• AIM OF THE EXERCISE:
Scan the records for the string "errors"; copy each line where it occurs.

------------------------

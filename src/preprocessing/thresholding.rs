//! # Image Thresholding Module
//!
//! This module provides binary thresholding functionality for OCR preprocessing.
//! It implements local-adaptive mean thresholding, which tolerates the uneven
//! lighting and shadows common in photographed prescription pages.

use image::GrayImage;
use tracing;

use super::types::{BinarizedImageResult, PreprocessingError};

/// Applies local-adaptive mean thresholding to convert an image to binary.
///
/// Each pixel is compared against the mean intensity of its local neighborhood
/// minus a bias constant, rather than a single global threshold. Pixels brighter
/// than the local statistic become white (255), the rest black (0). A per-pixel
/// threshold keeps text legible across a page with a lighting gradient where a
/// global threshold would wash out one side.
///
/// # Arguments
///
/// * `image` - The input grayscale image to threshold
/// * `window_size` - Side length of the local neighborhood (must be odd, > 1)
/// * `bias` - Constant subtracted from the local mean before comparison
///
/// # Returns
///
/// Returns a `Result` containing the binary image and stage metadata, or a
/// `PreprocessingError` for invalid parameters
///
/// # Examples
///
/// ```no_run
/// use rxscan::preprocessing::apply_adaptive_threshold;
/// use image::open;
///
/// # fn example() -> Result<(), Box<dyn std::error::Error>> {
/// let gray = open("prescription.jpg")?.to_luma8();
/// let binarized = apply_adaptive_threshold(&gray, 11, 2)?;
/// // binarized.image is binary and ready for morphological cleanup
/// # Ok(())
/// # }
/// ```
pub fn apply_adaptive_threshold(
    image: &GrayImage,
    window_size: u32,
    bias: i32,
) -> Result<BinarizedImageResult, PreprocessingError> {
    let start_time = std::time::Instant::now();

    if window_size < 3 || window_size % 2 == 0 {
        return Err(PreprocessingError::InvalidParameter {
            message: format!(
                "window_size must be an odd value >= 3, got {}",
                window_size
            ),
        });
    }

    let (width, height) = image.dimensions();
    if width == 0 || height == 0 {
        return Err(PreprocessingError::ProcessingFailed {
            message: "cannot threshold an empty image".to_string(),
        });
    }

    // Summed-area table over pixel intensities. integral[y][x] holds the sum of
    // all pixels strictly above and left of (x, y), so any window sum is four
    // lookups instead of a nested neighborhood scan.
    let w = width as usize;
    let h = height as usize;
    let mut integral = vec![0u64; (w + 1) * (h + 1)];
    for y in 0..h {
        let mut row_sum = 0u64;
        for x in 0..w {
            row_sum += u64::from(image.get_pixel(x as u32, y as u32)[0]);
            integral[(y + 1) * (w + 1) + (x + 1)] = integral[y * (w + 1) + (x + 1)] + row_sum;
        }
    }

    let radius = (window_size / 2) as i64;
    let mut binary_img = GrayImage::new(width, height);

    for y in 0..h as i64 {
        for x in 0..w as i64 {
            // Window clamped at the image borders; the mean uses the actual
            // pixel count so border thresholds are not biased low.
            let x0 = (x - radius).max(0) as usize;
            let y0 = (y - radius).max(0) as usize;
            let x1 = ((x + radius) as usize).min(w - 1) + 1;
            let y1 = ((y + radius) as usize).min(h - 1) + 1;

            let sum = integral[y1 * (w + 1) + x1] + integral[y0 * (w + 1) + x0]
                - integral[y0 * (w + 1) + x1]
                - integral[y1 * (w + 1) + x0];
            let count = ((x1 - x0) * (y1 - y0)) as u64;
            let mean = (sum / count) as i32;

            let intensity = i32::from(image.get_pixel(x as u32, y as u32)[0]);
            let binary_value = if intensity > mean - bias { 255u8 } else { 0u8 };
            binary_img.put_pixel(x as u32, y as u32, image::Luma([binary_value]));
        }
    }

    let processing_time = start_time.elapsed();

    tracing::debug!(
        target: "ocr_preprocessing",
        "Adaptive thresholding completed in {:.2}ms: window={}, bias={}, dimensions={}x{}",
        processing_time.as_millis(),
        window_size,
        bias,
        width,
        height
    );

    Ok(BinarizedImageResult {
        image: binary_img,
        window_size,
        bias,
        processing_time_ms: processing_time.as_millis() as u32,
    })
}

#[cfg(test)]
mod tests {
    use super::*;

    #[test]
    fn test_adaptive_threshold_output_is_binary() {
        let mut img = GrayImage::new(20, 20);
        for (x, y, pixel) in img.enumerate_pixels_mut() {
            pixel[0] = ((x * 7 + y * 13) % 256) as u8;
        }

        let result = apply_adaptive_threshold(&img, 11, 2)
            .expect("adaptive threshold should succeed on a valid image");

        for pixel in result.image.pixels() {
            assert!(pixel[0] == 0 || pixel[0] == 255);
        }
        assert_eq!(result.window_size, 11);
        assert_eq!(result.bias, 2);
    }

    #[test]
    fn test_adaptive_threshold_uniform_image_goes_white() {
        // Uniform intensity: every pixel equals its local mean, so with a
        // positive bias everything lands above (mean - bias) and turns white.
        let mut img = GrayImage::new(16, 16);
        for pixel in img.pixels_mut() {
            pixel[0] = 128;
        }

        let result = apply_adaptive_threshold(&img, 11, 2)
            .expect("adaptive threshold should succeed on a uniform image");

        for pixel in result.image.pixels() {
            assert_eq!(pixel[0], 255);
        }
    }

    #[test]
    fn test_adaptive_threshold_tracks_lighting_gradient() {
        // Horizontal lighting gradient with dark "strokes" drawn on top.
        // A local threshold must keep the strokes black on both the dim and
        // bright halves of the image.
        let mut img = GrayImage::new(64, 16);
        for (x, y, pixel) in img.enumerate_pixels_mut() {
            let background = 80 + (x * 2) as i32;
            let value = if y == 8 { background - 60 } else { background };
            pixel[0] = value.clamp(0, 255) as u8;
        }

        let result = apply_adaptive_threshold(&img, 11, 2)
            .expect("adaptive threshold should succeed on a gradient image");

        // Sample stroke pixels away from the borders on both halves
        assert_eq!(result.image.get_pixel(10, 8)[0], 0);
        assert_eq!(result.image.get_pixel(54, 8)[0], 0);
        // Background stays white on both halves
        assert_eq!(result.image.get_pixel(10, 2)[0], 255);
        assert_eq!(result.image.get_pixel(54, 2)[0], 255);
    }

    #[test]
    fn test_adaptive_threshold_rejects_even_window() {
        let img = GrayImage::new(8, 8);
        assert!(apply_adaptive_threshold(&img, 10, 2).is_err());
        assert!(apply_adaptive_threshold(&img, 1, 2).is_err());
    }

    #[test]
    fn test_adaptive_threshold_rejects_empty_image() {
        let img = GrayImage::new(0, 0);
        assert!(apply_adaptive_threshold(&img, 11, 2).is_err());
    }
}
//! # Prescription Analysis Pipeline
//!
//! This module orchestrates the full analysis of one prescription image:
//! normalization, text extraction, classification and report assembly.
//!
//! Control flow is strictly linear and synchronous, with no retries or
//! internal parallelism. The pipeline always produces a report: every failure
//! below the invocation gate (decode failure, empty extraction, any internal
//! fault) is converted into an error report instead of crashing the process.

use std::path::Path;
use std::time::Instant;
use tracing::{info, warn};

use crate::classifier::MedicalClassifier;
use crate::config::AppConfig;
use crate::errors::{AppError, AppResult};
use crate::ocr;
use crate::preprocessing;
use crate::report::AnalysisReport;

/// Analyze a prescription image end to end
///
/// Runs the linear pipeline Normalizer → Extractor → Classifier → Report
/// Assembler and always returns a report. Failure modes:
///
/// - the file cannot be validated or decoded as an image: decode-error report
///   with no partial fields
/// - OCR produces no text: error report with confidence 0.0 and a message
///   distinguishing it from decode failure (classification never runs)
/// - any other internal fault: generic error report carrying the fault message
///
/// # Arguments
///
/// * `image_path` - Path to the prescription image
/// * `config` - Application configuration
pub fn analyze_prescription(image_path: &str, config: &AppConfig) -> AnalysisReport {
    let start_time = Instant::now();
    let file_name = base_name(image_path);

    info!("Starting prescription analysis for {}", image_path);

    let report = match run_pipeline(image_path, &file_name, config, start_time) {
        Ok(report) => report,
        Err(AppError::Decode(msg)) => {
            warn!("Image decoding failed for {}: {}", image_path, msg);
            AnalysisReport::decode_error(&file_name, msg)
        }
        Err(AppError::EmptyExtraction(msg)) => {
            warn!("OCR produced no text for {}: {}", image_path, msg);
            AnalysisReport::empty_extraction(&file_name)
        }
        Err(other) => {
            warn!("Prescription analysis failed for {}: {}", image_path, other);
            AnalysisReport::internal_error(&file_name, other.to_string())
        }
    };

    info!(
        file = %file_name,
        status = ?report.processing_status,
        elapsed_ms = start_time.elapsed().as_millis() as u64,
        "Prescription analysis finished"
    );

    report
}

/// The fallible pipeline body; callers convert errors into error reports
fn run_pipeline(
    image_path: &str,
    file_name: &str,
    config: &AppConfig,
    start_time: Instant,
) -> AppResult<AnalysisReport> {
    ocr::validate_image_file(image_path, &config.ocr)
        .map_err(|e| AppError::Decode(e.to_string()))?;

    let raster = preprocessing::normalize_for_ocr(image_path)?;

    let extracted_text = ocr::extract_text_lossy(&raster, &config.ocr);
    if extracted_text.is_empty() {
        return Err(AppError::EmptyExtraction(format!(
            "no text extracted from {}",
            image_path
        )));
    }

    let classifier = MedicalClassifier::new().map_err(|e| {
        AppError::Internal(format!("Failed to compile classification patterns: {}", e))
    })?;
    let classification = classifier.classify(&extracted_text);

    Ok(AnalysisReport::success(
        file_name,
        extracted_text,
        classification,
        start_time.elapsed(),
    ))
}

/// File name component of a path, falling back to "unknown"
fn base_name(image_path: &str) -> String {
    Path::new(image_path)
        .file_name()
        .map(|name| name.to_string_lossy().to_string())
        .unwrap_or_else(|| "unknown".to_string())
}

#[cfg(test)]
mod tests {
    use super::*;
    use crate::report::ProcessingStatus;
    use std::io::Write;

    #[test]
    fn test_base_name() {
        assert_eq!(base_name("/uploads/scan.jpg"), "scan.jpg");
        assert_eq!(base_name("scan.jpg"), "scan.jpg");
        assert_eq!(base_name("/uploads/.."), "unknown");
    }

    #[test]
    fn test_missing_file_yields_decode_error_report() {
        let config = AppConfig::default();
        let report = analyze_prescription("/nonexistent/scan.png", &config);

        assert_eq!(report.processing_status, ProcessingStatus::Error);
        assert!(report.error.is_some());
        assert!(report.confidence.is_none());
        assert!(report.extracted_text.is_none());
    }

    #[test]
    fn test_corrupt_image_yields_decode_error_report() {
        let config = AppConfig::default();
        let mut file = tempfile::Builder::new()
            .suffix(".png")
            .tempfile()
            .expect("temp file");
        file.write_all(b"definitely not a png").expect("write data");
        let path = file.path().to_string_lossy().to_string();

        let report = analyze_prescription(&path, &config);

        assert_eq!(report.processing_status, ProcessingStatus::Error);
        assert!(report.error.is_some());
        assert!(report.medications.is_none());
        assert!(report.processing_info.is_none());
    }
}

------------------------

• COMPLETED TASK:
use crate::errors::{AppError, AppResult};
/// The fallible pipeline body; callers convert errors into error reports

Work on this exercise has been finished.